Every entry is to be set down a second time, precisely as written.

Data shown:

>>

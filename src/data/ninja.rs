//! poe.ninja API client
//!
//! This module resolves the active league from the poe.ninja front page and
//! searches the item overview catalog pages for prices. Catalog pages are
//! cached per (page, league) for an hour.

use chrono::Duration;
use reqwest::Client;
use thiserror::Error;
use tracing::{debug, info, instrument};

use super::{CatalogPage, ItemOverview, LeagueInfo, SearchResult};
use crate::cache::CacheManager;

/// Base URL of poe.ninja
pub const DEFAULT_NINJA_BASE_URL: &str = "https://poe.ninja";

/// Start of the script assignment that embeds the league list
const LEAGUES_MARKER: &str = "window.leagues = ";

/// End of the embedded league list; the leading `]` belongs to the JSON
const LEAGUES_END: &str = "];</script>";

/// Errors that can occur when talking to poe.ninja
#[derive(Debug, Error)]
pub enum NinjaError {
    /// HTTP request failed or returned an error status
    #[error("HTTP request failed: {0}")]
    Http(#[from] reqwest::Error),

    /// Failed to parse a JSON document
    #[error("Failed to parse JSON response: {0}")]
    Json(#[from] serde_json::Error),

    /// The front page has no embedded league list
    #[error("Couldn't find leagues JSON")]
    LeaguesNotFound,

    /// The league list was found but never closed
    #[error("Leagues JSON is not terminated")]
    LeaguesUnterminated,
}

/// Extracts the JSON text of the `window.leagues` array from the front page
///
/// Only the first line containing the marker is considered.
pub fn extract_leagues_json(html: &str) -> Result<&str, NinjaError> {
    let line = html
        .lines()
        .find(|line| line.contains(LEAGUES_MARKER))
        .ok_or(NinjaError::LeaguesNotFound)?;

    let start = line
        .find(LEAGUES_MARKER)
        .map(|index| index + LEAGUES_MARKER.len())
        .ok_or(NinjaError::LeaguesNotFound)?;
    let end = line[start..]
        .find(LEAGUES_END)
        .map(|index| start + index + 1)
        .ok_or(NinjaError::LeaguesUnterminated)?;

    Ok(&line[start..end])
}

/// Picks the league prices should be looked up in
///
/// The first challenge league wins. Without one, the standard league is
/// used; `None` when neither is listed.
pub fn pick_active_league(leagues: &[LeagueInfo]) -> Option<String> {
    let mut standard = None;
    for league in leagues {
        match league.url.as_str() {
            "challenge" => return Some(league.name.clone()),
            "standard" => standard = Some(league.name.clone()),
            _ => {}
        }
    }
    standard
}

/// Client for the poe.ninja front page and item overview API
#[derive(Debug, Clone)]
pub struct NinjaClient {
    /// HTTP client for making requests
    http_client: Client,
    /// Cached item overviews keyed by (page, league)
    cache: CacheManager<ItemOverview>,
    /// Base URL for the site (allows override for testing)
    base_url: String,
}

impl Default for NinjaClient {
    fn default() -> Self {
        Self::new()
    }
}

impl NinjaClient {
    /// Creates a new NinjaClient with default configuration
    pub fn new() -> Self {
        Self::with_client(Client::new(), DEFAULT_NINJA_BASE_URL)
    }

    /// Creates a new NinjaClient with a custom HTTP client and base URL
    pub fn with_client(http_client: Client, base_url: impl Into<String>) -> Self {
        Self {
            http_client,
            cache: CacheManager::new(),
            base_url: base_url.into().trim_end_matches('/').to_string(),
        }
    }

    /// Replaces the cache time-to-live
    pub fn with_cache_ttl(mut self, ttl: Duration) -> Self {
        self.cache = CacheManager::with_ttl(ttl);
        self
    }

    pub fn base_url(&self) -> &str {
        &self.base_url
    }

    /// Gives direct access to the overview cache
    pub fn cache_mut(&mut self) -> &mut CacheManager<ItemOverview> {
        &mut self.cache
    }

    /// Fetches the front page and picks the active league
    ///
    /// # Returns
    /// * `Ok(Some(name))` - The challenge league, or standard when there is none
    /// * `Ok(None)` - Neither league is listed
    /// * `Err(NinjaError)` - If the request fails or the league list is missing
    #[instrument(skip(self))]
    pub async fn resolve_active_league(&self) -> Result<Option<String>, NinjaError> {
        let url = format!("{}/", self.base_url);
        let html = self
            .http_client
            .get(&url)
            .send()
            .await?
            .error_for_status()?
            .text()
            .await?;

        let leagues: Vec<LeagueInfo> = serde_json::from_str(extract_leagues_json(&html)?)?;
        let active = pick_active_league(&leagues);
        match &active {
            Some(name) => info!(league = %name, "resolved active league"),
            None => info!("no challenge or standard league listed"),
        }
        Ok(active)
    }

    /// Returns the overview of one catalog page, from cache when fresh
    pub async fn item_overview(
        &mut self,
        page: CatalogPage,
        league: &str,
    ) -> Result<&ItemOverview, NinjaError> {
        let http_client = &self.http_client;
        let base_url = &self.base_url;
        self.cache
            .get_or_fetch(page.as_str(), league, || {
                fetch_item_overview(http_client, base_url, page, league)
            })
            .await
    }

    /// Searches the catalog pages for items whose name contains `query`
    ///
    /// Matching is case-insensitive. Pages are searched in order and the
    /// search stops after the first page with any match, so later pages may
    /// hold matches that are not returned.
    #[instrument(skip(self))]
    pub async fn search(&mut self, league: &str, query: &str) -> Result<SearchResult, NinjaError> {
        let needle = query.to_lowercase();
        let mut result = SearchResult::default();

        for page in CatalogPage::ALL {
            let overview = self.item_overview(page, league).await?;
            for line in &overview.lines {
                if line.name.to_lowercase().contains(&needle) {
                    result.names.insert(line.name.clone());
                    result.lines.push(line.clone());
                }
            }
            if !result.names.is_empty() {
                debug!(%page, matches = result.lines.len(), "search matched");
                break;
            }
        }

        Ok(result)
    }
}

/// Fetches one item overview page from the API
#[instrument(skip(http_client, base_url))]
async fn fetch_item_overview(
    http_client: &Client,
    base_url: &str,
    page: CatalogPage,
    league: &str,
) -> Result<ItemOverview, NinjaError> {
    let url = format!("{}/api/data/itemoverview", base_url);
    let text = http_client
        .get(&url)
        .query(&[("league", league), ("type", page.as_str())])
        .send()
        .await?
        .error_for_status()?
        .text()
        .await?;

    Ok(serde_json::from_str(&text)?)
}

<<

Output for this exercise:
filename src/data/ninja.rs
//! poe.ninja API client
//!
//! This module resolves the active league from the poe.ninja front page and
//! searches the item overview catalog pages for prices. Catalog pages are
//! cached per (page, league) for an hour.

use chrono::Duration;
use reqwest::Client;
use thiserror::Error;
use tracing::{debug, info, instrument};

use super::{CatalogPage, ItemOverview, LeagueInfo, SearchResult};
use crate::cache::CacheManager;

/// Base URL of poe.ninja
pub const DEFAULT_NINJA_BASE_URL: &str = "https://poe.ninja";

/// Start of the script assignment that embeds the league list
const LEAGUES_MARKER: &str = "window.leagues = ";

/// End of the embedded league list; the leading `]` belongs to the JSON
const LEAGUES_END: &str = "];</script>";

/// Errors that can occur when talking to poe.ninja
#[derive(Debug, Error)]
pub enum NinjaError {
    /// HTTP request failed or returned an error status
    #[error("HTTP request failed: {0}")]
    Http(#[from] reqwest::Error),

    /// Failed to parse a JSON document
    #[error("Failed to parse JSON response: {0}")]
    Json(#[from] serde_json::Error),

    /// The front page has no embedded league list
    #[error("Couldn't find leagues JSON")]
    LeaguesNotFound,

    /// The league list was found but never closed
    #[error("Leagues JSON is not terminated")]
    LeaguesUnterminated,
}

/// Extracts the JSON text of the `window.leagues` array from the front page
///
/// Only the first line containing the marker is considered.
pub fn extract_leagues_json(html: &str) -> Result<&str, NinjaError> {
    let line = html
        .lines()
        .find(|line| line.contains(LEAGUES_MARKER))
        .ok_or(NinjaError::LeaguesNotFound)?;

    let start = line
        .find(LEAGUES_MARKER)
        .map(|index| index + LEAGUES_MARKER.len())
        .ok_or(NinjaError::LeaguesNotFound)?;
    let end = line[start..]
        .find(LEAGUES_END)
        .map(|index| start + index + 1)
        .ok_or(NinjaError::LeaguesUnterminated)?;

    Ok(&line[start..end])
}

/// Picks the league prices should be looked up in
///
/// The first challenge league wins. Without one, the standard league is
/// used; `None` when neither is listed.
pub fn pick_active_league(leagues: &[LeagueInfo]) -> Option<String> {
    let mut standard = None;
    for league in leagues {
        match league.url.as_str() {
            "challenge" => return Some(league.name.clone()),
            "standard" => standard = Some(league.name.clone()),
            _ => {}
        }
    }
    standard
}

/// Client for the poe.ninja front page and item overview API
#[derive(Debug, Clone)]
pub struct NinjaClient {
    /// HTTP client for making requests
    http_client: Client,
    /// Cached item overviews keyed by (page, league)
    cache: CacheManager<ItemOverview>,
    /// Base URL for the site (allows override for testing)
    base_url: String,
}

impl Default for NinjaClient {
    fn default() -> Self {
        Self::new()
    }
}

impl NinjaClient {
    /// Creates a new NinjaClient with default configuration
    pub fn new() -> Self {
        Self::with_client(Client::new(), DEFAULT_NINJA_BASE_URL)
    }

    /// Creates a new NinjaClient with a custom HTTP client and base URL
    pub fn with_client(http_client: Client, base_url: impl Into<String>) -> Self {
        Self {
            http_client,
            cache: CacheManager::new(),
            base_url: base_url.into().trim_end_matches('/').to_string(),
        }
    }

    /// Replaces the cache time-to-live
    pub fn with_cache_ttl(mut self, ttl: Duration) -> Self {
        self.cache = CacheManager::with_ttl(ttl);
        self
    }

    pub fn base_url(&self) -> &str {
        &self.base_url
    }

    /// Gives direct access to the overview cache
    pub fn cache_mut(&mut self) -> &mut CacheManager<ItemOverview> {
        &mut self.cache
    }

    /// Fetches the front page and picks the active league
    ///
    /// # Returns
    /// * `Ok(Some(name))` - The challenge league, or standard when there is none
    /// * `Ok(None)` - Neither league is listed
    /// * `Err(NinjaError)` - If the request fails or the league list is missing
    #[instrument(skip(self))]
    pub async fn resolve_active_league(&self) -> Result<Option<String>, NinjaError> {
        let url = format!("{}/", self.base_url);
        let html = self
            .http_client
            .get(&url)
            .send()
            .await?
            .error_for_status()?
            .text()
            .await?;

        let leagues: Vec<LeagueInfo> = serde_json::from_str(extract_leagues_json(&html)?)?;
        let active = pick_active_league(&leagues);
        match &active {
            Some(name) => info!(league = %name, "resolved active league"),
            None => info!("no challenge or standard league listed"),
        }
        Ok(active)
    }

    /// Returns the overview of one catalog page, from cache when fresh
    pub async fn item_overview(
        &mut self,
        page: CatalogPage,
        league: &str,
    ) -> Result<&ItemOverview, NinjaError> {
        let http_client = &self.http_client;
        let base_url = &self.base_url;
        self.cache
            .get_or_fetch(page.as_str(), league, || {
                fetch_item_overview(http_client, base_url, page, league)
            })
            .await
    }

    /// Searches the catalog pages for items whose name contains `query`
    ///
    /// Matching is case-insensitive. Pages are searched in order and the
    /// search stops after the first page with any match, so later pages may
    /// hold matches that are not returned.
    #[instrument(skip(self))]
    pub async fn search(&mut self, league: &str, query: &str) -> Result<SearchResult, NinjaError> {
        let needle = query.to_lowercase();
        let mut result = SearchResult::default();

        for page in CatalogPage::ALL {
            let overview = self.item_overview(page, league).await?;
            for line in &overview.lines {
                if line.name.to_lowercase().contains(&needle) {
                    result.names.insert(line.name.clone());
                    result.lines.push(line.clone());
                }
            }
            if !result.names.is_empty() {
                debug!(%page, matches = result.lines.len(), "search matched");
                break;
            }
        }

        Ok(result)
    }
}

/// Fetches one item overview page from the API
#[instrument(skip(http_client, base_url))]
async fn fetch_item_overview(
    http_client: &Client,
    base_url: &str,
    page: CatalogPage,
    league: &str,
) -> Result<ItemOverview, NinjaError> {
    let url = format!("{}/api/data/itemoverview", base_url);
    let text = http_client
        .get(&url)
        .query(&[("league", league), ("type", page.as_str())])
        .send()
        .await?
        .error_for_status()?
        .text()
        .await?;

    Ok(serde_json::from_str(&text)?)
}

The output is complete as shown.